Task description:
The lines to copy are those in the listing that hold the word "BatchSelection".

Source data:
----------------
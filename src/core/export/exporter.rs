//! Export loop
//!
//! The exporter repeats one next-timestamp pass and one previously-failed pass, pausing
//! between iterations, until the stop signal is raised. The signal is only honoured at
//! iteration boundaries: a batch in flight, including its APIX calls, always finishes.

use crate::adapters::apix::{ApixClient, ApixUrls};
use crate::adapters::converter::HttpConverter;
use crate::adapters::elastic::ElasticIndex;
use crate::adapters::postgresql::{PostgreSQLClient, PostgresRecordStore};
use crate::config::ExporterConfig;
use crate::core::export::batch::BatchProcessor;
use crate::core::export::selector::BatchSelection;
use crate::core::export::summary::ExportSummary;
use crate::core::state::ExportCursor;
use crate::domain::Result;
use crate::logging::StatusSink;
use std::sync::Arc;
use std::time::{Duration, Instant};
use tokio::sync::watch;

/// The export loop
pub struct Exporter {
    processor: BatchProcessor,
    status: Arc<dyn StatusSink>,
    cursor: ExportCursor,
    poll_interval: Duration,
    shutdown_signal: watch::Receiver<bool>,
}

impl Exporter {
    /// Create a new exporter
    pub fn new(
        processor: BatchProcessor,
        status: Arc<dyn StatusSink>,
        cursor: ExportCursor,
        poll_interval: Duration,
        shutdown_signal: watch::Receiver<bool>,
    ) -> Self {
        Self {
            processor,
            status,
            cursor,
            poll_interval,
            shutdown_signal,
        }
    }

    /// Builds an exporter wired to the production collaborators
    ///
    /// Verifies the store connection before returning.
    ///
    /// # Errors
    ///
    /// Returns an error if a client cannot be built or the store is unreachable.
    pub async fn from_config(
        config: &ExporterConfig,
        cursor: ExportCursor,
        status: Arc<dyn StatusSink>,
        shutdown_signal: watch::Receiver<bool>,
    ) -> Result<Self> {
        let pg_client = PostgreSQLClient::new(config.postgresql.clone())?;
        pg_client.test_connection().await?;
        let store = Arc::new(PostgresRecordStore::new(pg_client));

        let endpoint = Arc::new(ApixClient::new(&config.apix)?);
        let converter = Arc::new(HttpConverter::new(&config.converter)?);
        let index = Arc::new(ElasticIndex::new(&config.elasticsearch)?);
        let urls = ApixUrls::new(&config.apix.host, &config.apix.database);

        tracing::info!(
            apix = %urls.database_url(),
            table = %config.postgresql.table,
            index = %config.elasticsearch.index,
            "Exporter configured"
        );

        let processor =
            BatchProcessor::new(store, endpoint, converter, index, urls, status.clone());

        Ok(Self::new(
            processor,
            status,
            cursor,
            Duration::from_millis(config.export.poll_interval_ms),
            shutdown_signal,
        ))
    }

    /// Current cursor
    pub fn cursor(&self) -> ExportCursor {
        self.cursor
    }

    /// Check if shutdown has been requested
    fn is_shutdown_requested(&self) -> bool {
        *self.shutdown_signal.borrow()
    }

    /// Runs one iteration: a next-timestamp pass, then a previously-failed pass
    ///
    /// A pass whose selection fails is reported and skipped; the other pass still runs.
    pub async fn run_once(&mut self, summary: &mut ExportSummary) {
        for selection in [BatchSelection::NextTimestamp, BatchSelection::PreviouslyFailed] {
            match self.processor.process(selection, &mut self.cursor).await {
                Ok(result) => summary.record_batch(&result),
                Err(e) => {
                    summary.aborted_batches += 1;
                    tracing::error!(batch = %selection, error = %e, "Export batch stopped");
                    self.status
                        .output(&format!("Export batch stopped with error: {e}"));
                }
            }
        }
        summary.iterations += 1;
        summary.cursor = self.cursor.newer_than();
    }

    /// Runs until the stop signal is raised and returns a summary of the run
    ///
    /// At least one iteration always runs.
    pub async fn run(mut self) -> ExportSummary {
        let start = Instant::now();
        let mut summary = ExportSummary::new();

        let from = self.cursor.describe();
        tracing::info!(cursor = %from, "Exporter started");
        self.status
            .output(&format!("Beginning export batch from: {from}."));

        loop {
            self.run_once(&mut summary).await;
            self.pause().await;

            if self.is_shutdown_requested() {
                tracing::info!(
                    iterations = summary.iterations,
                    "Shutdown requested, stopping after the current iteration"
                );
                break;
            }
        }

        self.status
            .output("Export batch ended. Will do nothing more without user input.");

        let summary = summary.with_duration(start.elapsed());
        summary.log_summary();
        summary
    }

    /// Sleeps for the poll interval, waking early when the stop signal changes
    async fn pause(&mut self) {
        if self.is_shutdown_requested() {
            return;
        }

        let sleep = tokio::time::sleep(self.poll_interval);
        tokio::pin!(sleep);

        tokio::select! {
            _ = &mut sleep => {}
            changed = self.shutdown_signal.changed() => {
                // With the sender gone the signal can never be raised; keep the pace
                if changed.is_err() {
                    sleep.await;
                }
            }
        }
    }
}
----------------
Result of the task:
use crate::core::export::selector::BatchSelection;
        for selection in [BatchSelection::NextTimestamp, BatchSelection::PreviouslyFailed] {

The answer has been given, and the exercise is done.